PROBLEM REQUIREMENTS →
Among the lines below, take the one holding "left before its", the one holding "if guard.state != ProcState::Zombie", and all lines between them. Set them down exactly.
[ENTRIES PROVIDED]
//! Lifecycle hooks - create, yield, sleep, wake, kill, exit, reap
//!
//! Hooks keep their process-lock and queue-lock sections disjoint, except
//! when a woken process is relinked: its state is checked again under both.

use alloc::string::String;

use super::config::SchedulingPolicy;
use super::error::{SchedulerError, SchedulerResult};
use super::policy::decide_yield;
use super::scheduler::Scheduler;
use crate::arch::{CpuId, Platform};
use crate::scheduler::process::{Pid, ProcGuard, ProcHandle, ProcState, WaitChannel};
use crate::scheduler::queue::QueueSet;
use crate::sync::{IrqMutex, IrqMutexGuard};

impl<P: Platform> Scheduler<P> {
    /// Allocate a process slot in state `Used`.
    ///
    /// `priority` is the home level; `None` selects the configured starting
    /// level. The process is not runnable until [`Scheduler::activate`].
    pub fn create(
        &self,
        name: &str,
        priority: Option<usize>,
        parent: Option<Pid>,
    ) -> SchedulerResult<ProcHandle> {
        let level = match priority {
            None => self.config.starting_level,
            Some(level) if level < self.config.levels => level,
            Some(value) => {
                return Err(SchedulerError::InvalidPriority {
                    value,
                    levels: self.config.levels,
                })
            }
        };

        let (proc, mut guard) = self
            .procs
            .alloc(self.irq())
            .ok_or(SchedulerError::ProcessTableFull { max: self.procs.len() })?;
        guard.name = String::from(name);
        guard.quantum = self.config.proc_quantum;
        guard.parent = parent;
        let pid = guard.pid;
        drop(guard);

        self.lock_queues().init_links(proc, level);

        log::debug!("[SCHED] created pid {} '{}' at level {}", pid, name, level);
        Ok(proc)
    }

    /// Mark a freshly created process runnable and queue it at its original
    /// level in the active set.
    pub fn activate(&self, proc: ProcHandle) {
        let mut guard = self.lock_proc(proc);
        crate::sched_assert!(
            guard.state == ProcState::Used,
            "activate: pid {} is {}, not freshly created",
            guard.pid,
            guard.state
        );
        guard.set_state(ProcState::Runnable);
        drop(guard);

        if self.policy.uses_queues() {
            let mut queues = self.lock_queues();
            let level = queues.links(proc).original_level;
            queues.enqueue(proc, level, QueueSet::Active);
        }
        self.stats.record_fork();
    }

    /// Create and activate a process at the starting level
    pub fn fork(&self, name: &str, parent: Option<Pid>) -> SchedulerResult<ProcHandle> {
        let proc = self.create(name, None, parent)?;
        self.activate(proc);
        Ok(proc)
    }

    /// Create and activate a process at an explicit level
    pub fn priofork(
        &self,
        name: &str,
        priority: usize,
        parent: Option<Pid>,
    ) -> SchedulerResult<ProcHandle> {
        let proc = self.create(name, Some(priority), parent)?;
        self.activate(proc);
        Ok(proc)
    }

    /// Give up the CPU for one scheduling round.
    pub fn yield_now(&self, cpu: CpuId) {
        let proc = self.expect_current(cpu, "yield");
        self.stats.record_yield();

        let replenish = match self.policy {
            SchedulingPolicy::Fifo => false,
            SchedulingPolicy::RoundRobin => {
                let mut queues = self.lock_queues();
                let level = queues.links(proc).original_level;
                queues.enqueue(proc, level, QueueSet::Active);
                true
            }
            SchedulingPolicy::Mqss => self.requeue_yielding(proc),
        };

        let mut guard = self.lock_proc(proc);
        if replenish {
            guard.quantum = self.config.proc_quantum;
        }
        guard.set_state(ProcState::Runnable);
        drop(self.suspend(cpu, proc, guard));
    }

    /// Relink a yielding MQSS process; returns whether its quantum is due
    /// for a refill.
    fn requeue_yielding(&self, proc: ProcHandle) -> bool {
        let (pid, quantum_left) = self.with_process(proc, |p| (p.pid, p.quantum));

        let mut queues = self.lock_queues();
        let Some((level, _)) = queues.location(proc) else {
            panic!("[SCHED CRITICAL] yield: pid {} is not queued", pid);
        };
        let original_level = queues.links(proc).original_level;
        let decision = decide_yield(&queues, level, original_level, quantum_left);

        if decision.cascade {
            let moved = queues.move_level_processes(level, decision.level, decision.set, Some(proc));
            self.stats.record_cascade(moved);
            log::debug!(
                "[SCHED] level {} exhausted, {} processes follow pid {} to {} level {}",
                level,
                moved,
                pid,
                decision.set.name(),
                decision.level
            );
        }

        if decision.set.is_expired() {
            self.stats.record_expiration();
        } else if decision.level != level {
            self.stats.record_demotion();
        }

        queues.enqueue(proc, decision.level, decision.set);
        decision.replenish
    }

    /// Switch from the current process of `cpu` back to its dispatch loop.
    ///
    /// The caller holds exactly the process lock, with interrupts off, and
    /// has already moved the process out of `Running`. Returns with the lock
    /// held once the process is scheduled again.
    pub fn suspend<'a>(&'a self, cpu: CpuId, proc: ProcHandle, guard: ProcGuard<'a>) -> ProcGuard<'a> {
        crate::sched_assert!(
            guard.state != ProcState::Running,
            "suspend: pid {} still running",
            guard.pid
        );
        crate::sched_assert!(
            self.platform.irq_depth() == 1,
            "suspend: {} locks held",
            self.platform.irq_depth()
        );
        crate::sched_assert!(!self.platform.interrupts_enabled(), "suspend: interrupts enabled");

        self.platform.switch_to_scheduler(cpu, proc);
        guard
    }

    /// Sleep on `chan`, atomically releasing the caller's condition lock.
    ///
    /// The process lock is taken before `cond_guard` is released so a
    /// `wakeup` cannot run in between; the condition lock is re-acquired
    /// before returning. The process stays queued while it sleeps.
    pub fn sleep<'a, T>(
        &'a self,
        cpu: CpuId,
        chan: WaitChannel,
        cond: &'a IrqMutex<T>,
        cond_guard: IrqMutexGuard<'a, T>,
    ) -> IrqMutexGuard<'a, T> {
        let proc = self.expect_current(cpu, "sleep");

        let mut guard = self.lock_proc(proc);
        drop(cond_guard);

        guard.chan = Some(chan);
        guard.set_state(ProcState::Sleeping);
        log::trace!("[SCHED] pid {} sleeps on {:#x}", guard.pid, chan);
        drop(self.suspend(cpu, proc, guard));

        cond.lock(self.irq())
    }

    /// Wake every process sleeping on `chan`; returns how many woke.
    pub fn wakeup(&self, chan: WaitChannel) -> usize {
        let mut woken = 0;

        for slot in self.procs.iter() {
            let mut guard = slot.lock(self.irq());
            if guard.state == ProcState::Sleeping && guard.chan == Some(chan) {
                self.make_runnable(&mut guard);
                let pid = guard.pid;
                drop(guard);
                self.requeue_woken(slot.handle(), pid);
                woken += 1;
            }
        }

        woken
    }

    /// Set the killed flag of `pid`; a sleeping victim is woken so it can
    /// notice.
    pub fn kill(&self, pid: Pid) -> SchedulerResult<()> {
        for slot in self.procs.iter() {
            let mut guard = slot.lock(self.irq());
            if !guard.state.is_live() || guard.pid != pid {
                continue;
            }

            guard.killed = true;
            self.stats.record_kill();
            log::debug!("[SCHED] kill pid {} ({})", pid, guard.state);

            if guard.state == ProcState::Sleeping {
                self.make_runnable(&mut guard);
                drop(guard);
                self.requeue_woken(slot.handle(), pid);
            }
            return Ok(());
        }

        Err(SchedulerError::NoSuchProcess { pid })
    }

    fn make_runnable(&self, guard: &mut ProcGuard<'_>) {
        guard.set_state(ProcState::Runnable);
        guard.chan = None;
        if self.policy == SchedulingPolicy::RoundRobin {
            guard.quantum = self.config.proc_quantum;
        }
        self.stats.record_wakeup();
    }

    /// Relink a woken process into the active set at its current level.
    ///
    /// The process lock was dropped before the queue lock is taken, so the
    /// process may have run, exited or been reaped in between. It is only
    /// relinked if the slot still holds `pid` waiting for the CPU.
    fn requeue_woken(&self, proc: ProcHandle, pid: Pid) {
        if !self.policy.uses_queues() {
            return;
        }

        let mut queues = self.lock_queues();
        let guard = self.lock_proc(proc);
        let waiting = matches!(guard.state, ProcState::Runnable | ProcState::Sleeping);
        if guard.pid != pid || !waiting {
            log::trace!("[SCHED] pid {} left before its wakeup was queued ({})", pid, guard.state);
            return;
        }

        let links = queues.links(proc);
        let level = links.priority_level.unwrap_or(links.original_level);
        queues.enqueue(proc, level, QueueSet::Active);
    }

    /// Cooperative kill flag
    pub fn killed(&self, proc: ProcHandle) -> bool {
        self.with_process(proc, |p| p.killed)
    }

    pub fn set_killed(&self, proc: ProcHandle) {
        self.with_process(proc, |p| p.killed = true);
    }

    /// Terminate the current process of `cpu`.
    ///
    /// The process leaves the run queues before it becomes a zombie. On
    /// real hardware the final switch never comes back.
    pub fn exit(&self, cpu: CpuId, status: i32) {
        let proc = self.expect_current(cpu, "exit");

        if self.policy.uses_queues() {
            self.lock_queues().dequeue(proc);
        }

        let mut guard = self.lock_proc(proc);
        guard.exit_status = status;
        guard.set_state(ProcState::Zombie);
        self.stats.record_exit();
        log::debug!("[SCHED] pid {} exits with status {}", guard.pid, status);
        drop(self.suspend(cpu, proc, guard));
    }

    /// Free a zombie slot, returning its pid and exit status
    pub fn reap(&self, proc: ProcHandle) -> SchedulerResult<(Pid, i32)> {
        let mut guard = self.lock_proc(proc);
        if guard.state != ProcState::Zombie {
            return Err(SchedulerError::NotZombie { pid: guard.pid });
        }

        let reaped = (guard.pid, guard.exit_status);
        guard.reset();
        Ok(reaped)
    }

    /// Charge one timer tick to the current process of `cpu`.
    ///
    /// Returns whether the process should now yield. Idle CPUs are never
    /// asked to yield.
    pub fn charge_tick(&self, cpu: CpuId) -> bool {
        let Some(proc) = self.current(cpu) else {
            return false;
        };

        let quantum_left = self.with_process(proc, |p| {
            // FIFO never refills the quantum.
            p.quantum = p.quantum.saturating_sub(1);
            p.quantum
        });

        match self.policy {
            SchedulingPolicy::Fifo => true,
            SchedulingPolicy::RoundRobin => quantum_left <= 0,
            SchedulingPolicy::Mqss => {
                let mut queues = self.lock_queues();
                let level_left = match queues.location(proc) {
                    Some((level, set)) => queues.charge_level(level, set),
                    None => 1,
                };
                quantum_left <= 0 || level_left <= 0
            }
        }
    }
}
[/ENTRIES PROVIDED]
ANSWER TO THIS TASK →
            log::trace!("[SCHED] pid {} left before its wakeup was queued ({})", pid, guard.state);
            return;
        }

        let links = queues.links(proc);
        let level = links.priority_level.unwrap_or(links.original_level);
        queues.enqueue(proc, level, QueueSet::Active);
    }

    /// Cooperative kill flag
    pub fn killed(&self, proc: ProcHandle) -> bool {
        self.with_process(proc, |p| p.killed)
    }

    pub fn set_killed(&self, proc: ProcHandle) {
        self.with_process(proc, |p| p.killed = true);
    }

    /// Terminate the current process of `cpu`.
    ///
    /// The process leaves the run queues before it becomes a zombie. On
    /// real hardware the final switch never comes back.
    pub fn exit(&self, cpu: CpuId, status: i32) {
        let proc = self.expect_current(cpu, "exit");

        if self.policy.uses_queues() {
            self.lock_queues().dequeue(proc);
        }

        let mut guard = self.lock_proc(proc);
        guard.exit_status = status;
        guard.set_state(ProcState::Zombie);
        self.stats.record_exit();
        log::debug!("[SCHED] pid {} exits with status {}", guard.pid, status);
        drop(self.suspend(cpu, proc, guard));
    }

    /// Free a zombie slot, returning its pid and exit status
    pub fn reap(&self, proc: ProcHandle) -> SchedulerResult<(Pid, i32)> {
        let mut guard = self.lock_proc(proc);
        if guard.state != ProcState::Zombie {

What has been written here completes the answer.